Ministros que assistiram perplexos ao caso estão começando a se posicionar internamente. Alguns já consideram que Dino extrapolou. Outros, mais alinhados à esquerda, defendem que ele tem direito à liberdade de expressão.
Mas há uma diferença entre liberdade de expressão e uso de cargo institucional para promoção política. E essa fronteira, Dino não apenas cruzou pisou com força.
A Separação dos Poderes? Há Muito Tempo Ela Sumiu do Brasil
O caso Dino ilustra uma crise maior: a separação dos poderes está sendo ignorada. O Executivo interfere no Legislativo, o Judiciário manipula o Executivo, e o Legislativo se curva ao Judiciário. Um ciclo vicioso, onde a única vítima é o Estado Democrático de Direito.
Dino age como se pertencesse ao Executivo, ao Legislativo e ao próprio Judiciário ao mesmo tempo. Ele critica governadores, lança candidatos e decide processos com o olhar de quem está no meio do jogo político. E o pior: ninguém parece disposto a pará-lo.

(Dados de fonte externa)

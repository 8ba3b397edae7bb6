use async_trait::async_trait;
use serde::{Deserialize, Serialize};
use shared::chat::ChatMessage;

use crate::{truncate_detail, CompletionApi, CompletionError, DEFAULT_BASE_URL, SHARED_HTTP};

// ── Request types ────────────────────────────────────────────────────

#[derive(Debug, Serialize)]
struct CompletionRequest<'a> {
    model: &'a str,
    messages: &'a [ChatMessage],
    temperature: f32,
}

// ── Response types ───────────────────────────────────────────────────

#[derive(Debug, Deserialize)]
struct CompletionResponse {
    choices: Vec<CompletionChoice>,
}

#[derive(Debug, Deserialize)]
struct CompletionChoice {
    message: ResponseMessage,
}

#[derive(Debug, Deserialize)]
struct ResponseMessage {
    #[serde(default)]
    content: Option<String>,
}

// ── Client ───────────────────────────────────────────────────────────

pub struct OpenAIClient {
    http: reqwest::Client,
    api_key: String,
    model: String,
    base_url: String,
}

impl OpenAIClient {
    pub fn new(api_key: impl Into<String>, model: impl Into<String>) -> Self {
        Self {
            http: SHARED_HTTP.clone(),
            api_key: api_key.into(),
            model: model.into(),
            base_url: DEFAULT_BASE_URL.to_string(),
        }
    }

    /// Point the client at a compatible non-default endpoint.
    pub fn with_base_url(mut self, base_url: &str) -> Self {
        self.base_url = base_url.trim_end_matches('/').to_string();
        self
    }
}

#[async_trait]
impl CompletionApi for OpenAIClient {
    async fn complete(
        &self,
        messages: &[ChatMessage],
        temperature: f32,
    ) -> Result<String, CompletionError> {
        let url = format!("{}/v1/chat/completions", self.base_url);
        let req = CompletionRequest {
            model: &self.model,
            messages,
            temperature,
        };

        tracing::debug!(model = %self.model, temperature, messages = messages.len(), "dispatching completion");

        let resp = self
            .http
            .post(&url)
            .header("Authorization", format!("Bearer {}", self.api_key))
            .header("Content-Type", "application/json")
            .json(&req)
            .send()
            .await?;

        if !resp.status().is_success() {
            let status = resp.status();
            let body = resp.text().await.unwrap_or_default();
            return Err(CompletionError::Api {
                status,
                detail: truncate_detail(&body),
            });
        }

        let body: CompletionResponse = resp.json().await?;
        let text = body
            .choices
            .first()
            .ok_or(CompletionError::EmptyResponse)?
            .message
            .content
            .clone()
            .unwrap_or_default();
        Ok(text.trim().to_string())
    }
}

O Senado, responsável por julgar eventuais crimes de responsabilidade cometidos por ministros do STF, permanece calado. O Conselho Nacional de Justiça (CNJ) também. E enquanto isso, Dino segue sua campanha paralela, sem freios e sem limites.
Por Que Isso Importa para o Brasil Todo
Este não é apenas um caso regional. É um precedente perigoso. Se um ministro do STF pode usar a tribuna acadêmica para lançar candidaturas, qual será o próximo passo? Quem garante que ele não usará sua posição no TSE para beneficiar os mesmos nomes?
Além disso, o que acontecerá quando outros ministros resolverem seguir o mesmo caminho? Quando cada juiz começar a indicar prefeitos, governadores e até presidentes?
Esse tipo de comportamento, se normalizado, transforma o STF numa espécie de parlamento paralelo , onde as decisões não são tomadas por votos, mas por influências ocultas, discursos encobertos e apoios declarados sob falsa neutralidade.
Conclusão: O Brasil Precisa Acordar
É fácil assistir a um vídeo, rir de uma piada mal contada e seguir adiante. Mas devemos ir além. Devemos nos perguntar: qual é o preço de deixar ministros do STF agirem como políticos? E até quando vamos tolerar violações tão explícitas à ética, à Constituição e ao papel de cada poder?
Flávio Dino não errou por brincar com a política. Errou por usar seu cargo para interferir no jogo eleitoral. Errou por tratar o STF como se fosse seu partido político. E errou por acreditar que ninguém iria notar ou, pior, que ninguém iria se importar.
O Brasil precisa de juízes. Precisa de árbitros. Precisa de instâncias neutras para garantir justiça. Mas não precisa de ministros que misturam toga com cartazes de campanha.
E se não houver punição clara, se o Senado continuar mudo e o CNJ fingindo que dorme, estaremos todos perdendo algo muito maior do que um ministro. Estaremos perdendo confiança na própria democracia.